§ **PROBLEM STATEMENT**: Among the records, find the lines that hold the string "using" and return them.

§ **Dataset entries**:

>>>

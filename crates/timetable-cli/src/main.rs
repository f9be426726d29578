//! `timetable` CLI — keep a class timetable in a JSON file and report conflicts.
//!
//! ## Usage
//!
//! ```sh
//! # Add a class (refuses if it clashes with an existing class)
//! timetable add --subject Math --day Monday --start 09:00 --end 10:30 --room 101 --teacher Smith
//!
//! # Add it anyway
//! timetable add --subject Physics --day Monday --start 10:00 --end 11:00 --room 101 --force
//!
//! # Show every room / teacher / class conflict
//! timetable conflicts
//! timetable conflicts --json
//!
//! # List classes with a derived conflict flag
//! timetable list
//!
//! # Replace or delete a class by id
//! timetable update <ID> --subject Math --day Tuesday --start 09:00 --end 10:00
//! timetable remove <ID>
//!
//! # Print the selectable time grid (08:00-18:00 every 30 minutes)
//! timetable slots
//! ```
//!
//! The timetable file defaults to `timetable_data.json` and can be set with
//! `--file` or `TIMETABLE_FILE`. Log verbosity follows `RUST_LOG`.

use std::collections::BTreeSet;
use std::path::{Path, PathBuf};

use anyhow::{bail, Context, Result};
use clap::{Args, Parser, Subcommand};
use env_logger::Env;
use log::debug;
use serde::Serialize;
use timetable_engine::time::{DEFAULT_FIRST_SLOT, DEFAULT_LAST_SLOT, DEFAULT_SLOT_STEP_MINUTES};
use timetable_engine::{
    check_candidate, detect_conflicts, detect_in, participants, time_slots, ConflictRecord, Day,
    Entry, EntryId, Interval, JsonFileTimetable, TimeOfDay, TimetableRepository,
};

#[derive(Parser)]
#[command(
    name = "timetable",
    version,
    about = "Class timetable with room, teacher and class conflict detection"
)]
struct Cli {
    #[command(subcommand)]
    command: Commands,

    /// Timetable JSON file
    #[arg(long, global = true, env = "TIMETABLE_FILE", default_value = "timetable_data.json")]
    file: PathBuf,
}

#[derive(Subcommand)]
enum Commands {
    /// Add a class to the timetable
    Add {
        #[command(flatten)]
        fields: EntryFields,
        /// Store the class even if it conflicts with existing classes
        #[arg(long)]
        force: bool,
    },
    /// Replace the class stored under ID
    Update {
        id: String,
        #[command(flatten)]
        fields: EntryFields,
    },
    /// Delete the class stored under ID
    Remove { id: String },
    /// List classes with a derived conflict flag
    List {
        /// Print JSON instead of a table
        #[arg(long)]
        json: bool,
    },
    /// Report every conflict in the timetable
    Conflicts {
        /// Print JSON instead of messages
        #[arg(long)]
        json: bool,
    },
    /// Print the grid of selectable start/end times
    Slots {
        #[arg(long, value_parser = parse_time, default_value_t = DEFAULT_FIRST_SLOT)]
        first: TimeOfDay,
        #[arg(long, value_parser = parse_time, default_value_t = DEFAULT_LAST_SLOT)]
        last: TimeOfDay,
        /// Minutes between slots
        #[arg(long, default_value_t = DEFAULT_SLOT_STEP_MINUTES)]
        step: u16,
    },
}

/// Class fields shared by `add` and `update`.
#[derive(Args)]
struct EntryFields {
    /// Subject being taught
    #[arg(long)]
    subject: String,
    /// Day key; Monday..Saturday in any case are canonicalised
    #[arg(long)]
    day: String,
    /// Start time (HH:MM)
    #[arg(long)]
    start: String,
    /// End time (HH:MM), must be after the start
    #[arg(long)]
    end: String,
    #[arg(long)]
    room: Option<String>,
    #[arg(long)]
    teacher: Option<String>,
    /// Class or section attending
    #[arg(long)]
    class_name: Option<String>,
}

/// An entry as listed, with its conflict flag projected from the records.
#[derive(Serialize)]
struct ListedEntry<'a> {
    #[serde(flatten)]
    entry: &'a Entry,
    conflict: bool,
}

fn main() -> Result<()> {
    env_logger::Builder::from_env(Env::default().default_filter_or("warn")).init();

    let cli = Cli::parse();
    debug!("using timetable file {}", cli.file.display());

    match cli.command {
        Commands::Add { fields, force } => {
            let repo = open(&cli.file)?;
            let id = uuid::Uuid::new_v4().to_string();
            let candidate = build_entry(EntryId::new(id), fields)?;

            let clashes = check_candidate(&repo.list()?, &candidate);
            if !clashes.is_empty() && !force {
                eprintln!("Conflict detected:");
                for clash in &clashes {
                    eprintln!("  - {}", clash.message);
                }
                bail!(
                    "{} conflict(s) with existing classes; re-run with --force to add anyway",
                    clashes.len()
                );
            }

            let id = candidate.id.clone();
            repo.add(candidate).context("Failed to add class")?;
            println!("{}", id);
            report_count(&repo)?;
        }
        Commands::Update { id, fields } => {
            let repo = open(&cli.file)?;
            let id = EntryId::new(id);
            let entry = build_entry(id.clone(), fields)?;
            repo.update(&id, entry)
                .with_context(|| format!("Failed to update class {}", id))?;
            println!("Updated {}", id);
            report_count(&repo)?;
        }
        Commands::Remove { id } => {
            let repo = open(&cli.file)?;
            let id = EntryId::new(id);
            let removed = repo
                .remove(&id)
                .with_context(|| format!("Failed to remove class {}", id))?;
            println!("Removed {} ({})", removed.id, removed.subject);
            report_count(&repo)?;
        }
        Commands::List { json } => {
            let repo = open(&cli.file)?;
            let entries = repo.list()?;
            let flagged = participants(&detect_conflicts(&entries));
            print_entries(&entries, &flagged, json)?;
        }
        Commands::Conflicts { json } => {
            let repo = open(&cli.file)?;
            let conflicts = detect_conflicts(&repo.list()?);
            print_conflicts(&conflicts, json)?;
        }
        Commands::Slots { first, last, step } => {
            if step == 0 {
                bail!("--step must be at least 1 minute");
            }
            for slot in time_slots(first, last, step) {
                println!("{}", slot);
            }
        }
    }

    Ok(())
}

fn parse_time(s: &str) -> std::result::Result<TimeOfDay, String> {
    TimeOfDay::parse(s).map_err(|e| e.to_string())
}

fn open(path: &Path) -> Result<JsonFileTimetable> {
    JsonFileTimetable::open(path)
        .with_context(|| format!("Failed to load timetable: {}", path.display()))
}

/// Validate form input and build an entry. Blank optional fields are dropped.
fn build_entry(id: EntryId, fields: EntryFields) -> Result<Entry> {
    let subject = fields.subject.trim();
    if subject.is_empty() {
        bail!("Subject name must not be empty");
    }
    let day = Day::canonical(&fields.day);
    if day.as_str().is_empty() {
        bail!("Day must not be empty");
    }
    let interval = Interval::parse(&fields.start, &fields.end).context("Invalid class time")?;

    let mut entry = Entry::new(id, subject, day, interval);
    entry.room = non_blank(fields.room);
    entry.teacher = non_blank(fields.teacher);
    entry.class_name = non_blank(fields.class_name);
    Ok(entry)
}

fn non_blank(value: Option<String>) -> Option<String> {
    value
        .map(|v| v.trim().to_string())
        .filter(|v| !v.is_empty())
}

/// Recompute conflicts after a mutation and print the total.
fn report_count<R: TimetableRepository>(repo: &R) -> Result<()> {
    let conflicts = detect_in(repo)?;
    println!("{} conflict(s) in timetable", conflicts.len());
    Ok(())
}

fn print_entries(entries: &[Entry], flagged: &BTreeSet<EntryId>, json: bool) -> Result<()> {
    if json {
        let listed: Vec<ListedEntry<'_>> = entries
            .iter()
            .map(|entry| ListedEntry {
                entry,
                conflict: flagged.contains(&entry.id),
            })
            .collect();
        println!("{}", serde_json::to_string_pretty(&listed)?);
        return Ok(());
    }

    if entries.is_empty() {
        println!("No classes scheduled.");
        return Ok(());
    }
    for entry in entries {
        println!(
            "{}  {:<9} {}  {}  room={} teacher={} class={}{}",
            entry.id,
            entry.day,
            entry.interval,
            entry.subject,
            entry.room.as_deref().unwrap_or("N/A"),
            entry.teacher.as_deref().unwrap_or("N/A"),
            entry.class_name.as_deref().unwrap_or("N/A"),
            if flagged.contains(&entry.id) { "  [CONFLICT]" } else { "" },
        );
    }
    Ok(())
}

fn print_conflicts(conflicts: &[ConflictRecord], json: bool) -> Result<()> {
    if json {
        println!("{}", serde_json::to_string_pretty(conflicts)?);
        return Ok(());
    }

    if conflicts.is_empty() {
        println!("No conflicts found.");
        return Ok(());
    }
    println!("Found {} conflict(s):", conflicts.len());
    for conflict in conflicts {
        println!("[{}] {}", conflict.kind, conflict.message);
    }
    Ok(())
}
//! Property-based tests for conflict detection using proptest.
//!
//! These tests verify invariants that should hold for *any* timetable, not
//! just the hand-picked cases in `conflict_tests.rs`.

use proptest::prelude::*;
use timetable_engine::{detect_conflicts, overlaps, Day, Entry, Interval, TimeOfDay};

// ---------------------------------------------------------------------------
// Strategies
// ---------------------------------------------------------------------------

/// A valid interval somewhere between 07:00 and 20:00.
fn arb_interval() -> impl Strategy<Value = Interval> {
    (7u16 * 60..20 * 60, 1u16..=180).prop_map(|(start, len)| {
        let end = (start + len).min(20 * 60);
        Interval::new(
            TimeOfDay::from_minutes(start).unwrap(),
            TimeOfDay::from_minutes(end).unwrap(),
        )
        .unwrap()
    })
}

fn arb_day() -> impl Strategy<Value = Day> {
    prop_oneof![
        Just(Day::new("Monday")),
        Just(Day::new("Tuesday")),
        Just(Day::new("Wednesday")),
    ]
}

/// Small resource pools so that matches actually happen, including blanks.
fn arb_resource() -> impl Strategy<Value = Option<String>> {
    prop_oneof![
        Just(None),
        Just(Some(String::new())),
        Just(Some("101".to_string())),
        Just(Some("Lab1".to_string())),
        Just(Some("lab1".to_string())),
    ]
}

fn arb_entries(max: usize) -> impl Strategy<Value = Vec<Entry>> {
    prop::collection::vec(
        (arb_day(), arb_interval(), arb_resource(), arb_resource(), arb_resource()),
        0..max,
    )
    .prop_map(|raw| {
        raw.into_iter()
            .enumerate()
            .map(|(i, (day, interval, room, teacher, class_name))| {
                let mut e = Entry::new(format!("e{}", i), format!("Subject {}", i), day, interval);
                e.room = room;
                e.teacher = teacher;
                e.class_name = class_name;
                e
            })
            .collect()
    })
}

fn config() -> ProptestConfig {
    ProptestConfig {
        cases: 256,
        ..ProptestConfig::default()
    }
}

// ---------------------------------------------------------------------------
// Property 1: overlap is symmetric
// ---------------------------------------------------------------------------
proptest! {
    #![proptest_config(config())]

    #[test]
    fn overlap_is_symmetric(x in arb_interval(), y in arb_interval()) {
        prop_assert_eq!(overlaps(&x, &y), overlaps(&y, &x));
        prop_assert_eq!(x.intersection(&y), y.intersection(&x));
    }
}

// ---------------------------------------------------------------------------
// Property 2: an entry never conflicts with itself
// ---------------------------------------------------------------------------
proptest! {
    #![proptest_config(config())]

    #[test]
    fn single_entry_has_no_conflicts(entries in arb_entries(2)) {
        for e in &entries {
            prop_assert!(detect_conflicts(std::slice::from_ref(e)).is_empty());
        }
    }
}

// ---------------------------------------------------------------------------
// Property 3: detection is idempotent
// ---------------------------------------------------------------------------
proptest! {
    #![proptest_config(config())]

    #[test]
    fn detection_is_idempotent(entries in arb_entries(12)) {
        prop_assert_eq!(detect_conflicts(&entries), detect_conflicts(&entries));
    }
}

// ---------------------------------------------------------------------------
// Property 4: at most three records per pair
// ---------------------------------------------------------------------------
proptest! {
    #![proptest_config(config())]

    #[test]
    fn record_count_is_bounded(entries in arb_entries(12)) {
        let n = entries.len();
        let bound = n * n.saturating_sub(1) / 2 * 3;
        prop_assert!(detect_conflicts(&entries).len() <= bound);
    }
}

// ---------------------------------------------------------------------------
// Property 5: every record is a same-day, overlapping, ordered pair
// ---------------------------------------------------------------------------
proptest! {
    #![proptest_config(config())]

    #[test]
    fn records_only_for_same_day_overlaps(entries in arb_entries(12)) {
        let index_of = |id: &timetable_engine::EntryId| {
            entries.iter().position(|e| &e.id == id).unwrap()
        };
        for record in detect_conflicts(&entries) {
            let (i, j) = (index_of(&record.a), index_of(&record.b));
            prop_assert!(i < j);
            let (a, b) = (&entries[i], &entries[j]);
            prop_assert_eq!(&a.day, &b.day);
            prop_assert!(overlaps(&a.interval, &b.interval));
            prop_assert!(record.overlap_minutes > 0);
        }
    }
}

// ---------------------------------------------------------------------------
// Property 6: moving everything onto distinct days removes all conflicts
// ---------------------------------------------------------------------------
proptest! {
    #![proptest_config(config())]

    #[test]
    fn distinct_days_never_conflict(entries in arb_entries(12)) {
        let spread: Vec<Entry> = entries
            .into_iter()
            .enumerate()
            .map(|(i, mut e)| {
                e.day = Day::new(format!("Day {}", i));
                e
            })
            .collect();
        prop_assert!(detect_conflicts(&spread).is_empty());
    }
}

<<<

§ **REPLY**:
    debug!("using timetable file {}", cli.file.display());
//! Property-based tests for conflict detection using proptest.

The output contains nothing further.